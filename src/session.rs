//! Session context resolved once at sign-in and injected into every screen.
//!
//! The original refetched the auth user, profile, and patient record ad hoc
//! from each screen. `SessionManager` resolves the whole context exactly
//! once on sign-in, hands out read copies, and invalidates everything on
//! sign-out.

use std::sync::RwLock;

use thiserror::Error;
use uuid::Uuid;

use crate::backend::auth::{AuthApi, AuthError};
use crate::backend::datastore::{RecordStore, StoreError};
use crate::models::patient::PatientRecord;
use crate::models::profile::{Identity, Profile, UserRole};

/// Everything the screens need about the signed-in user.
#[derive(Debug, Clone)]
pub struct SessionContext {
    pub access_token: String,
    pub identity: Identity,
    pub profile: Profile,
    /// Present only for patient-role sessions.
    pub patient: Option<PatientRecord>,
}

impl SessionContext {
    /// The resolved patient id, which the upload path requires.
    pub fn patient_id(&self) -> Option<Uuid> {
        self.patient.as_ref().map(|p| p.id)
    }

    pub fn display_name(&self) -> &str {
        &self.profile.full_name
    }
}

#[derive(Debug, Error)]
pub enum SessionError {
    #[error(transparent)]
    Auth(#[from] AuthError),

    #[error("Session lookup failed: {0}")]
    Store(#[from] StoreError),

    #[error("No profile found for the signed-in identity")]
    MissingProfile,

    #[error("No active session")]
    NotSignedIn,

    #[error("Internal lock error")]
    LockPoisoned,
}

/// Process-wide session holder.
#[derive(Default)]
pub struct SessionManager {
    context: RwLock<Option<SessionContext>>,
}

impl SessionManager {
    pub fn new() -> Self {
        Self::default()
    }

    /// Sign in and resolve the full context in one pass: identity, profile,
    /// and (for patients) the patient record.
    pub fn sign_in(
        &self,
        auth: &dyn AuthApi,
        store: &dyn RecordStore,
        email: &str,
        password: &str,
    ) -> Result<SessionContext, SessionError> {
        let session = auth.sign_in(email, password)?;
        let profile = store
            .profile_for_user(session.user.id)?
            .ok_or(SessionError::MissingProfile)?;
        let patient = if profile.role == UserRole::Patient {
            store.patient_for_user(session.user.id)?
        } else {
            None
        };

        tracing::info!(
            user = %session.user.id,
            role = ?profile.role,
            has_patient_record = patient.is_some(),
            "session resolved",
        );

        let context = SessionContext {
            access_token: session.access_token,
            identity: session.user,
            profile,
            patient,
        };

        let mut guard = self
            .context
            .write()
            .map_err(|_| SessionError::LockPoisoned)?;
        *guard = Some(context.clone());
        Ok(context)
    }

    /// Read copy of the active context.
    pub fn current(&self) -> Result<SessionContext, SessionError> {
        let guard = self
            .context
            .read()
            .map_err(|_| SessionError::LockPoisoned)?;
        guard.clone().ok_or(SessionError::NotSignedIn)
    }

    pub fn is_signed_in(&self) -> bool {
        self.context
            .read()
            .map(|guard| guard.is_some())
            .unwrap_or(false)
    }

    /// Sign out: best-effort server-side revoke, then drop the context.
    /// The local invalidation happens even when the revoke call fails.
    pub fn sign_out(&self, auth: &dyn AuthApi) -> Result<(), SessionError> {
        let taken = {
            let mut guard = self
                .context
                .write()
                .map_err(|_| SessionError::LockPoisoned)?;
            guard.take()
        };

        if let Some(context) = taken {
            if let Err(e) = auth.sign_out(&context.access_token) {
                tracing::warn!(error = %e, "server-side sign-out failed");
            }
            tracing::info!(user = %context.identity.id, "session invalidated");
        }
        Ok(())
    }
}

#[cfg(test)]
mod tests {
    use super::*;
    use crate::backend::auth::MockAuth;
    use crate::backend::datastore::MemoryStore;

    fn seeded_store(user_id: Uuid, role: UserRole, with_patient: bool) -> MemoryStore {
        let store = MemoryStore::new();
        store.add_profile(Profile {
            id: user_id,
            full_name: "John Anderson".to_string(),
            email: "john@example.com".to_string(),
            role,
        });
        if with_patient {
            store.add_patient(PatientRecord {
                id: Uuid::new_v4(),
                user_id,
                date_of_birth: None,
                height: Some(178.0),
                weight: Some(74.5),
                blood_group: Some("O+".to_string()),
                address: None,
                phone: None,
            });
        }
        store
    }

    fn identity(user_id: Uuid) -> Identity {
        Identity {
            id: user_id,
            email: "john@example.com".to_string(),
        }
    }

    #[test]
    fn sign_in_resolves_patient_context_once() {
        let user_id = Uuid::new_v4();
        let auth = MockAuth::signed_in(identity(user_id));
        let store = seeded_store(user_id, UserRole::Patient, true);

        let manager = SessionManager::new();
        let context = manager.sign_in(&auth, &store, "john@example.com", "pw").unwrap();

        assert!(context.patient_id().is_some());
        assert_eq!(context.display_name(), "John Anderson");
        assert!(manager.is_signed_in());
    }

    #[test]
    fn radiologist_session_has_no_patient_record() {
        let user_id = Uuid::new_v4();
        let auth = MockAuth::signed_in(identity(user_id));
        let store = seeded_store(user_id, UserRole::Radiologist, false);

        let manager = SessionManager::new();
        let context = manager.sign_in(&auth, &store, "john@example.com", "pw").unwrap();
        assert!(context.patient_id().is_none());
    }

    #[test]
    fn patient_without_record_still_signs_in() {
        let user_id = Uuid::new_v4();
        let auth = MockAuth::signed_in(identity(user_id));
        let store = seeded_store(user_id, UserRole::Patient, false);

        let manager = SessionManager::new();
        let context = manager.sign_in(&auth, &store, "john@example.com", "pw").unwrap();
        // The upload precondition will catch this; sign-in itself succeeds.
        assert!(context.patient_id().is_none());
    }

    #[test]
    fn missing_profile_fails_sign_in() {
        let user_id = Uuid::new_v4();
        let auth = MockAuth::signed_in(identity(user_id));
        let store = MemoryStore::new();

        let manager = SessionManager::new();
        let err = manager
            .sign_in(&auth, &store, "john@example.com", "pw")
            .unwrap_err();
        assert!(matches!(err, SessionError::MissingProfile));
        assert!(!manager.is_signed_in());
    }

    #[test]
    fn current_before_sign_in_is_not_signed_in() {
        let manager = SessionManager::new();
        assert!(matches!(
            manager.current().unwrap_err(),
            SessionError::NotSignedIn,
        ));
    }

    #[test]
    fn sign_out_invalidates_the_context() {
        let user_id = Uuid::new_v4();
        let auth = MockAuth::signed_in(identity(user_id));
        let store = seeded_store(user_id, UserRole::Patient, true);

        let manager = SessionManager::new();
        manager.sign_in(&auth, &store, "john@example.com", "pw").unwrap();
        manager.sign_out(&auth).unwrap();

        assert!(!manager.is_signed_in());
        assert!(matches!(
            manager.current().unwrap_err(),
            SessionError::NotSignedIn,
        ));
    }

    #[test]
    fn invalid_credentials_propagate() {
        let auth = MockAuth::rejecting();
        let store = MemoryStore::new();
        let manager = SessionManager::new();
        let err = manager.sign_in(&auth, &store, "a@b.c", "bad").unwrap_err();
        assert!(matches!(err, SessionError::Auth(AuthError::InvalidCredentials)));
    }
}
··········
## Your objective
Determine how many lines in the records above hold the word "StoreError", and answer with that number only.

## Solution to this problem
2